What about you? What brings you such joy, such excitement, that you can’t help but want to show and tell about it? What brings you such happiness that you want to tell someone all the details about it? What makes you want to invite someone else to come and see what you have experienced? I believe that among us we have experiences of God’s love and grace and movement among us that are worth sharing. I bet, if we let ourselves get going, we could spend a lot of time talking about how God has been good to us, how following Jesus has shaped our lives. I bet many of us could point to some aspect of our lives and say, “because of Christ,” because of God’s love, because of following Jesus, because of church, because of Apple Valley, and then share a story about God at work in us.

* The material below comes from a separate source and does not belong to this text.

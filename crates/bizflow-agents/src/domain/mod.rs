//! Agent definitions and the responses they produce.

pub mod agent;
pub mod response;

When we talk about being invitational, that’s what I’m interested in. I want to hear about what God is doing in your life. And I am praying that you are so moved by what God is up to that you just have to say to those around you, “Come and see.” Next week, I’m going to be asking if there’s anyone here who wants to do a bit of Show and Tell. I’ll be asking if there is anyone who might be willing to talk about something God is doing in their life. I thought about asking you to do it right now, today. But I’m giving you a heads up. I won’t call on anybody. Please don’t skip church next week because this sounds scary. I’m just going to extend to you an invitation, an invitation to share with us a minute or two about what God is doing, or has done in your life that needs sharing. It’s kind of a practice, to remind us of how good it is to share with others about what we love. So I want you to think about that this week. What has God done in your life – what is God doing – that you need to share like you need to share the newest pictures of the precious children in your life? God is at work in us, in our world today, and at work here at Apple Valley. Jesus calls to us: “Come, and See.” Amen.